For instance, Germany’s HeidelbergCement is implementing an externally-verified plan for CO2 reduction, focusing on the use of CO2-neutral fuels and recycling secondary raw materials from other industries. Between 1990 and 2016, the company has reportedly reduced net CO2 emissions by 22%.

By introducing eco-friendly raw materials and replacing natural resources with recycled materials, India’s Dalmia Bharat delivers one of the least carbon-intensive cement operations in the world, according to the United Nations Framework Convention on Climate Change (UNFCCC). The company reportedly achieved a 16% carbon footprint reduction in 2015-2016.

Stakes have never been higher

With a rising global population and increasing urbanisation, demand for cement is set to rise significantly in the coming years, with some studies estimating a 25% increase in production over the next 30 years.

“If we continue with ‘business as usual’, this means a rise and not a reduction in greenhouse gas emissions […] nearly three years after the Paris Agreement was adopted, we find ourselves in a situation where the stakes have never been higher,” said Ms Dabaghi.

While industry should heed the WCA’s call to increase the pace and ambition of their ‘bottom-up’ climate action, Ms Dabaghi also noted that a ‘top-down’ approach from governments is also critical.

“For business, we need to be able to rely on strong policy frameworks both at the national and international levels. We are looking to governments to fulfil their mandate to operationalise the Paris Agreement at COP24,” said Ms Dabaghi.

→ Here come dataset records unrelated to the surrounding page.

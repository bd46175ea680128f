use crate::coercion::Coercion;
use crate::frame_utils::text_column;
use crate::{errors::DatastoreError, Result};
use csv::ReaderBuilder;
use polars::prelude::*;
use serde_json::Value;

pub struct ReportParser;

impl ReportParser {
    pub fn parse_json(body: &[u8]) -> Result<Value> {
        Ok(serde_json::from_slice(body)?)
    }

    /// Parse a CSV report. Empty cells and short rows are missing values, a row with more fields
    /// than the header is an error, and each column is typed best-effort.
    pub fn parse_csv(body: &[u8]) -> Result<DataFrame> {
        let text = std::str::from_utf8(body)
            .map_err(|e| DatastoreError::ParseError(format!("CSV report is not UTF-8: {}", e)))?;

        let mut reader = ReaderBuilder::new()
            .has_headers(true)
            .flexible(true)
            .from_reader(text.as_bytes());

        let headers: Vec<String> = reader.headers()?.iter().map(str::to_string).collect();
        let mut values: Vec<Vec<Option<String>>> = vec![Vec::new(); headers.len()];

        for (line, result) in reader.records().enumerate() {
            let record = result?;
            if record.len() > headers.len() {
                return Err(DatastoreError::ParseError(format!(
                    "CSV row {} has {} fields, expected at most {}",
                    line + 1,
                    record.len(),
                    headers.len()
                )));
            }
            for (i, column) in values.iter_mut().enumerate() {
                let value = record.get(i).filter(|raw| !raw.is_empty()).map(str::to_string);
                column.push(value);
            }
        }

        let columns = headers
            .iter()
            .zip(values)
            .map(|(name, values)| text_column(name, values))
            .collect();
        let mut df = DataFrame::new(columns)?;
        Coercion::best_effort_frame(&mut df)?;
        Ok(df)
    }
}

“This will send a strong signal to business that there is political will to tackle climate change, provide greater certainty on long-term climate policies and provide an adequate framework upon which business can rely to make investments and develop innovative […] technologies and business models to tackle climate challenges while also increasing competitiveness, creating jobs and promoting sustainable economic growth.”

The largest and most representative business organisation in the world and the only private sector UN Observer, ICC is the UNFCCC ‘focal point’ for business and industry, making it the voice of the private sector in climate negotiations and the UN system.